◆ **WORK TO COMPLETE**:
Your answer must hold only the lines below from the line containing "one time axis." through the line containing "let mut x: Option<(f64, f64)> = None;", each reproduced exactly.

◆ **PROVIDED MATERIAL**:
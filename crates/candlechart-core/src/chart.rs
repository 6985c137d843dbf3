// File: crates/candlechart-core/src/chart.rs
// Summary: Chart assembly (axes, panels, layers) and the headless render-to-bytes pipeline.

use log::debug;

use crate::axis::{Axis, Tick};
use crate::candles::CandlestickPlotter;
use crate::config::RenderConfig;
use crate::error::{RenderError, Result};
use crate::geometry::{Point, Rect};
use crate::grid::Grid;
use crate::plotter::{PlotArea, Plotter};
use crate::raster::RasterCanvas;
use crate::series::{Extent, Series};
use crate::surface::{LineStyle, Surface, TextAlign, TextStyle};
use crate::theme::Theme;
use crate::ticker::{TimeLabels, TimeTicker, ValueTicker};
use crate::volume::VolumePlotter;

const PANEL_GAP: f32 = 10.0;
const MAJOR_TICK: f32 = 6.0;
const MINOR_TICK: f32 = 3.0;
const TITLE_SIZE: f32 = 14.0;
const AXIS_LABEL_SIZE: f32 = 12.0;
const TICK_LABEL_SIZE: f32 = 10.0;

/// A horizontal band of the chart with its own value axis and layers.
pub struct Panel<'a> {
    pub y_axis: Axis,
    /// Share of the plot height relative to the other panels.
    pub weight: f32,
    plotters: Vec<Box<dyn Plotter + 'a>>,
}

impl<'a> Panel<'a> {
    pub fn new(y_axis: Axis, weight: f32) -> Self {
        Self { y_axis, weight, plotters: Vec::new() }
    }

    /// Layers draw in the order they are added.
    pub fn add(&mut self, plotter: impl Plotter + 'a) {
        self.plotters.push(Box::new(plotter));
    }

    fn extent(&self) -> Option<Extent> {
        self.plotters.iter().filter_map(|p| p.data_range()).reduce(Extent::union)
    }
}

/// Panels stacked top to bottom sharing one time axis.
pub struct Chart<'a> {
    pub title: String,
    pub x_axis: Axis,
    pub panels: Vec<Panel<'a>>,
}

impl<'a> Chart<'a> {
    pub fn new(title: impl Into<String>, x_axis: Axis) -> Self {
        Self { title: title.into(), x_axis, panels: Vec::new() }
    }

    pub fn add_panel(&mut self, panel: Panel<'a>) {
        self.panels.push(panel);
    }

    /// Fit every axis to the union of its layers' data ranges.
    pub fn autoscale_axes(&mut self) -> Result<()> {
        let mut x: Option<(f64, f64)> = None;
        for panel in &mut self.panels {
            let Some(e) = panel.extent() else { continue };
            panel.y_axis.fit(e.y_min, e.y_max);
            x = Some(match x {
                None => (e.x_min, e.x_max),
                Some((lo, hi)) => (lo.min(e.x_min), hi.max(e.x_max)),
            });
        }
        let (lo, hi) = x.ok_or_else(|| RenderError::InvalidSeries("no layer has data to lay out".into()))?;
        self.x_axis.fit(lo, hi);
        Ok(())
    }

    /// Draw title, panels, layers and axes onto `surface`.
    pub fn draw(&self, surface: &mut dyn Surface, config: &RenderConfig) -> Result<()> {
        let theme = &config.theme;
        let insets = config.insets;
        let frame = Rect::from_ltrb(
            insets.left as f32,
            insets.top as f32,
            config.width as f32 - insets.right as f32,
            config.height as f32 - insets.bottom as f32,
        );

        let x_ticks = self.x_axis.ticks()?;
        debug!("x axis [{}, {}]: {} ticks", self.x_axis.min, self.x_axis.max, x_ticks.len());

        if config.draw_labels && !self.title.is_empty() {
            surface.set_color(theme.text);
            let at = Point::new(config.width as f32 * 0.5, (frame.top - 12.0).max(TITLE_SIZE));
            surface.fill_text(&self.title, at, &TextStyle::new(TITLE_SIZE, TextAlign::Center));
        }

        let weights: Vec<f32> = self.panels.iter().map(|p| p.weight).collect();
        let rows = frame.split_rows(&weights, PANEL_GAP);
        let last = rows.len().saturating_sub(1);

        for (i, (panel, rect)) in self.panels.iter().zip(rows).enumerate() {
            let y_ticks = panel.y_axis.ticks()?;
            debug!(
                "panel {i} '{}' [{}, {}]: {} ticks",
                panel.y_axis.label, panel.y_axis.min, panel.y_axis.max, y_ticks.len()
            );
            let area = PlotArea::new(
                rect,
                (self.x_axis.min, self.x_axis.max),
                (panel.y_axis.min, panel.y_axis.max),
                &x_ticks,
                &y_ticks,
            );

            surface.push_clip(rect);
            for plotter in &panel.plotters {
                plotter.plot(surface, &area);
            }
            surface.pop_clip();

            draw_y_axis(surface, &area, &panel.y_axis.label, theme, config.draw_labels);
            draw_x_axis(surface, &area, theme, config.draw_labels && i == last);
        }
        Ok(())
    }
}

// ---- helpers ----------------------------------------------------------------

fn tick_len(t: &Tick) -> f32 {
    if t.is_minor() { MINOR_TICK } else { MAJOR_TICK }
}

fn draw_x_axis(surface: &mut dyn Surface, area: &PlotArea<'_>, theme: &Theme, labels: bool) {
    let r = area.rect;
    let axis = LineStyle::solid(theme.axis_line, 1.0);
    surface.stroke_line(&axis, Point::new(r.left, r.bottom), Point::new(r.right, r.bottom));

    for t in area.x_ticks {
        let x = area.x.to_px(t.value);
        if !r.contains_x(x) {
            continue;
        }
        surface.stroke_line(&axis, Point::new(x, r.bottom), Point::new(x, r.bottom + tick_len(t)));
        if let (true, Some(label)) = (labels, &t.label) {
            surface.set_color(theme.text);
            let at = Point::new(x, r.bottom + MAJOR_TICK + TICK_LABEL_SIZE + 2.0);
            surface.fill_text(label, at, &TextStyle::new(TICK_LABEL_SIZE, TextAlign::Center));
        }
    }
}

fn draw_y_axis(surface: &mut dyn Surface, area: &PlotArea<'_>, title: &str, theme: &Theme, labels: bool) {
    let r = area.rect;
    let axis = LineStyle::solid(theme.axis_line, 1.0);
    surface.stroke_line(&axis, Point::new(r.left, r.top), Point::new(r.left, r.bottom));

    for t in area.y_ticks {
        let y = area.y.to_px(t.value);
        if !r.contains_y(y) {
            continue;
        }
        surface.stroke_line(&axis, Point::new(r.left - tick_len(t), y), Point::new(r.left, y));
        if let (true, Some(label)) = (labels, &t.label) {
            surface.set_color(theme.text);
            let at = Point::new(r.left - MAJOR_TICK - 2.0, y + TICK_LABEL_SIZE * 0.35);
            surface.fill_text(label, at, &TextStyle::new(TICK_LABEL_SIZE, TextAlign::Right));
        }
    }

    if labels && !title.is_empty() {
        surface.set_color(theme.text);
        let at = Point::new(AXIS_LABEL_SIZE + 2.0, (r.top + r.bottom) * 0.5);
        surface.fill_text(title, at, &TextStyle::new(AXIS_LABEL_SIZE, TextAlign::Center).vertical());
    }
}

fn grid_for(config: &RenderConfig) -> Grid {
    let style = config.theme.grid_style();
    Grid {
        vertical: config.vertical_grid.then(|| style.clone()),
        horizontal: config.horizontal_grid.then_some(style),
    }
}

/// Assemble the candlestick chart for `series`: time axis on X, price panel
/// with candles and grid, and an optional volume panel underneath.
pub fn build_chart<'a>(series: &'a Series, config: &RenderConfig) -> Result<Chart<'a>> {
    let time = &config.time;
    let time_ticker = TimeTicker { delta: time.delta, between: time.between };
    let x_axis = Axis::new("", TimeLabels::new(time_ticker, time.utc_offset_secs, time.format.clone())?);
    let mut chart = Chart::new(series.title(), x_axis);

    let value_ticker = |want: usize| ValueTicker {
        boundary_tolerance: config.boundary_tolerance,
        ..ValueTicker::new(want).with_params(config.label_params.clone())
    };
    let colors = config.theme.candles;

    let volume_share = config.volume_panel.unwrap_or(0.0);
    let mut price = Panel::new(Axis::new(series.currency.clone(), value_ticker(config.value_labels)), 1.0 - volume_share);
    price.add(CandlestickPlotter::new(&series.samples, colors).with_padding(config.x_padding, config.y_padding));
    price.add(grid_for(config));
    chart.add_panel(price);

    if config.volume_panel.is_some() {
        let mut volume = Panel::new(Axis::new("Volume", value_ticker(config.volume_labels)), volume_share);
        volume.add(VolumePlotter::new(&series.samples, colors));
        volume.add(grid_for(config));
        chart.add_panel(volume);
    }
    Ok(chart)
}

/// Lay out and draw `series` onto any surface.
pub fn draw_series(series: &Series, config: &RenderConfig, surface: &mut dyn Surface) -> Result<()> {
    config.validate()?;
    if series.samples.is_empty() {
        return Err(RenderError::InvalidSeries(format!("{}: no samples", series.ticker)));
    }
    let mut chart = build_chart(series, config)?;
    chart.autoscale_axes()?;
    chart.draw(surface, config)
}

/// Render `series` to an encoded image.
pub fn render(series: &Series, config: &RenderConfig) -> Result<Vec<u8>> {
    debug!(
        "render {} ({} samples) at {}x{} as {:?}",
        series.ticker,
        series.samples.len(),
        config.width,
        config.height,
        config.format
    );
    config.validate()?;
    let mut canvas = RasterCanvas::new(config.width, config.height, config.theme.background)?;
    draw_series(series, config, &mut canvas)?;
    let bytes = canvas.encode(config.format)?;
    debug!("encoded {} bytes", bytes.len());
    Ok(bytes)
}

◆ **WRITTEN RESPONSE**:
/// Panels stacked top to bottom sharing one time axis.
pub struct Chart<'a> {
    pub title: String,
    pub x_axis: Axis,
    pub panels: Vec<Panel<'a>>,
}

impl<'a> Chart<'a> {
    pub fn new(title: impl Into<String>, x_axis: Axis) -> Self {
        Self { title: title.into(), x_axis, panels: Vec::new() }
    }

    pub fn add_panel(&mut self, panel: Panel<'a>) {
        self.panels.push(panel);
    }

    /// Fit every axis to the union of its layers' data ranges.
    pub fn autoscale_axes(&mut self) -> Result<()> {
        let mut x: Option<(f64, f64)> = None;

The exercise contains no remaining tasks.